## WHAT IS NEEDED
What you return should be the lines of the data containing "TrySendError", each in full.

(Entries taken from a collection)
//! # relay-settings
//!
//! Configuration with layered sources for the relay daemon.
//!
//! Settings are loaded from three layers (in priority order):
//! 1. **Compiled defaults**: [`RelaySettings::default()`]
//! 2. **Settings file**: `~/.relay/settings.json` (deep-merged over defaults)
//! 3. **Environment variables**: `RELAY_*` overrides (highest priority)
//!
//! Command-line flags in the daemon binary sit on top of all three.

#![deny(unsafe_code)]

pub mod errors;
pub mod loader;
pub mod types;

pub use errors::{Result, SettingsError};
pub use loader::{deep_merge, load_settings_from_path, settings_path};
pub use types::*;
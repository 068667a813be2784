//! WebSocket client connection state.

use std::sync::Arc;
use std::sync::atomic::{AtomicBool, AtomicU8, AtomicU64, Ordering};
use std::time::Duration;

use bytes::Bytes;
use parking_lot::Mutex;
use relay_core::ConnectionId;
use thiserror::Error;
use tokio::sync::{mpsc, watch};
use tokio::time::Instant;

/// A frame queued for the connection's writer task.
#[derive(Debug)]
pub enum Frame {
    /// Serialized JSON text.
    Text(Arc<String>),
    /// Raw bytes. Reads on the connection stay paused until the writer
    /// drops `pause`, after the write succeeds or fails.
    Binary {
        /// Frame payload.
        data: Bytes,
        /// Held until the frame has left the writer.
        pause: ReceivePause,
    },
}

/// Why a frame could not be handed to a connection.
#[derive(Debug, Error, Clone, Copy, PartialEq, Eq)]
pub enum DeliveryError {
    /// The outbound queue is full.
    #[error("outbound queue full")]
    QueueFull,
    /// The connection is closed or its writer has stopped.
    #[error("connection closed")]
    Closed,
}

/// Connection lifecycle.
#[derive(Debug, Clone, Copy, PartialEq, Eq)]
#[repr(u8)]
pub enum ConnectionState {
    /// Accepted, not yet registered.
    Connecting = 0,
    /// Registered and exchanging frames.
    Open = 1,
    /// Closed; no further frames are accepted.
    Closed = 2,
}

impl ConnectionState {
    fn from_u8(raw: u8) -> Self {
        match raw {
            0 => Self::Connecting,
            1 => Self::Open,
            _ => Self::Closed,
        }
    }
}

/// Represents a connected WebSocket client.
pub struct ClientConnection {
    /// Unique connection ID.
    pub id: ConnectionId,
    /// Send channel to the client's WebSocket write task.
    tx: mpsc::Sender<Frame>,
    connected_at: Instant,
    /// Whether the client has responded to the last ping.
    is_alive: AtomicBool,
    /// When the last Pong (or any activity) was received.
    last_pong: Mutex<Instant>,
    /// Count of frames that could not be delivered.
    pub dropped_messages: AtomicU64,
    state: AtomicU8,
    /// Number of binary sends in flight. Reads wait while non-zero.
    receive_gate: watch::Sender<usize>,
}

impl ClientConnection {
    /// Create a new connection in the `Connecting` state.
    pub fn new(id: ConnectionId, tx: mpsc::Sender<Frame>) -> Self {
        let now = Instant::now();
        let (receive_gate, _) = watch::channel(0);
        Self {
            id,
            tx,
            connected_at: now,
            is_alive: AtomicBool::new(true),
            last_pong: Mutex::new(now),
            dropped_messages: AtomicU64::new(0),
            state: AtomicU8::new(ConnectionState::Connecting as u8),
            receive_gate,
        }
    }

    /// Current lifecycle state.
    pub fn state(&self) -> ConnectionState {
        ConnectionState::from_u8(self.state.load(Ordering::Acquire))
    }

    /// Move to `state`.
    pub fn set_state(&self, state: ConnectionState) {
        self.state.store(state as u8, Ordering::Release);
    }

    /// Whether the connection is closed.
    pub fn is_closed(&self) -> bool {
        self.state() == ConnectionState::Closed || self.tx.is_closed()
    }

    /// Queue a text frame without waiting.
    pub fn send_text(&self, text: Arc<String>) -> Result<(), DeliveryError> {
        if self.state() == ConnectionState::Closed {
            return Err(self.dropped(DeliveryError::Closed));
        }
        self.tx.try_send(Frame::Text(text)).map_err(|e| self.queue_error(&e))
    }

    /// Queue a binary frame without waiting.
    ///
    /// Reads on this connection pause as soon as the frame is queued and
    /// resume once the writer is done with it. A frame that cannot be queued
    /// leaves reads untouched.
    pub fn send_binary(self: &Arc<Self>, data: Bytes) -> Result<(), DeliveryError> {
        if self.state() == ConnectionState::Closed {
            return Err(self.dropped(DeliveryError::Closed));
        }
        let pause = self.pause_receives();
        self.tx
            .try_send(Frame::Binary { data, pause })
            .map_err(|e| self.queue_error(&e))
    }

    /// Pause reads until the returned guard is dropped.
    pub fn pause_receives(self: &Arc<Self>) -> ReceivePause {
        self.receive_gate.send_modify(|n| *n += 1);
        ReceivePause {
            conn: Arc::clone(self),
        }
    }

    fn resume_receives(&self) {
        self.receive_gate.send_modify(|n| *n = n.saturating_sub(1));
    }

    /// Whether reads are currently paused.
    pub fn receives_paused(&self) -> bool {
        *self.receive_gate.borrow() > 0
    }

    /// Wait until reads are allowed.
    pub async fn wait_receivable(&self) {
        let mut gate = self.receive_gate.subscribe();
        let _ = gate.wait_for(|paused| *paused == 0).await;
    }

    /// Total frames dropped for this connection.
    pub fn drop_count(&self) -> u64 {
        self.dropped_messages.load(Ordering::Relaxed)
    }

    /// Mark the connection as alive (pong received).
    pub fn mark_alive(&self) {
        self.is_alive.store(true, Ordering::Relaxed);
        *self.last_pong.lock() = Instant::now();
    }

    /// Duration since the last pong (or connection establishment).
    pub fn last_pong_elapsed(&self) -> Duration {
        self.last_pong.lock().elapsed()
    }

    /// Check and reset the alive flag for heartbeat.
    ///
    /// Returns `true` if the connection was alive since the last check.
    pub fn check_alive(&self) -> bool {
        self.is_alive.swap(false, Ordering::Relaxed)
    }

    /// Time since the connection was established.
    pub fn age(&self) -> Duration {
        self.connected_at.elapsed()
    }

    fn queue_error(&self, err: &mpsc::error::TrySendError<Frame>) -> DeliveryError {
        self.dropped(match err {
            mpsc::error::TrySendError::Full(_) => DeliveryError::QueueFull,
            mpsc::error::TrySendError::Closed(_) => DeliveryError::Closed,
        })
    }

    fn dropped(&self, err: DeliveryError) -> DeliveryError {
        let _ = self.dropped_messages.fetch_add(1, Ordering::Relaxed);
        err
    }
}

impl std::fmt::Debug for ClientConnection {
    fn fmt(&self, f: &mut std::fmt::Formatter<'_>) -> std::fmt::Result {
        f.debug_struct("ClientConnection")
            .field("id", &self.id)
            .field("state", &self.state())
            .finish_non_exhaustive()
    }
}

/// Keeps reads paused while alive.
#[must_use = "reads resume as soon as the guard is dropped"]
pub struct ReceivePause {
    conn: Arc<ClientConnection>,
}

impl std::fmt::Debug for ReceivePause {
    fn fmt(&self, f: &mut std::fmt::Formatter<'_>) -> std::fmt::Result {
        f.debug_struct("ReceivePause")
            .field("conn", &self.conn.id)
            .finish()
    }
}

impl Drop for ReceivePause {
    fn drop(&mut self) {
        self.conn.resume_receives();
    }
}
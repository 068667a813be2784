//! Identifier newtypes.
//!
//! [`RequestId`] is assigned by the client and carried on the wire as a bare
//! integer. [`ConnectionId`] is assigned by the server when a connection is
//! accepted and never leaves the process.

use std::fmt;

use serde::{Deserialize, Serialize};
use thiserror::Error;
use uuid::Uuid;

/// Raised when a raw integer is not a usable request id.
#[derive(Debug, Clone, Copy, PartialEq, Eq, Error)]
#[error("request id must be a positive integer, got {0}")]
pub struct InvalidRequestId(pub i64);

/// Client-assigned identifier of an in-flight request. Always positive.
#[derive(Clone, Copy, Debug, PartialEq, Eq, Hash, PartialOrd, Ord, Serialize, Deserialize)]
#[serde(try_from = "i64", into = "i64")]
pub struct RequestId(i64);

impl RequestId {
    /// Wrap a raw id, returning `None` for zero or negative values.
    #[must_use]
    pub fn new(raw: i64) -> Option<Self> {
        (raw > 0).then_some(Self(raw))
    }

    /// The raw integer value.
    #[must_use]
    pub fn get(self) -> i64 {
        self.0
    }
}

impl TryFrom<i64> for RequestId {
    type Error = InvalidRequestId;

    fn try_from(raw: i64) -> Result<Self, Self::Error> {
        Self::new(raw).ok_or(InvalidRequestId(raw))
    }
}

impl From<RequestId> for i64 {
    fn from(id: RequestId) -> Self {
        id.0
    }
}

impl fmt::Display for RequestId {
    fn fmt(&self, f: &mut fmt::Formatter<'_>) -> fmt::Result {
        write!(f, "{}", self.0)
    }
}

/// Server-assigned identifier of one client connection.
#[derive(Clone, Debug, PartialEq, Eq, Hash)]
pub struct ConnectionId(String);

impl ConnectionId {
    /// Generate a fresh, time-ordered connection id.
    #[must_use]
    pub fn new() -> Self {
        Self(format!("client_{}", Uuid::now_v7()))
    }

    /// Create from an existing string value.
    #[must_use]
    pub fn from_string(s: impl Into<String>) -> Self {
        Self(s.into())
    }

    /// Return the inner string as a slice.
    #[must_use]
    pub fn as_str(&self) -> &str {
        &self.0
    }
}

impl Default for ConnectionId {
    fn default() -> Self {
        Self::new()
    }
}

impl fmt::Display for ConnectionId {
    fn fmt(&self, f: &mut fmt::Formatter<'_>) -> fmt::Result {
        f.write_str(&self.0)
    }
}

## EXPECTED OUTPUT
    fn queue_error(&self, err: &mpsc::error::TrySendError<Frame>) -> DeliveryError {
            mpsc::error::TrySendError::Full(_) => DeliveryError::QueueFull,
            mpsc::error::TrySendError::Closed(_) => DeliveryError::Closed,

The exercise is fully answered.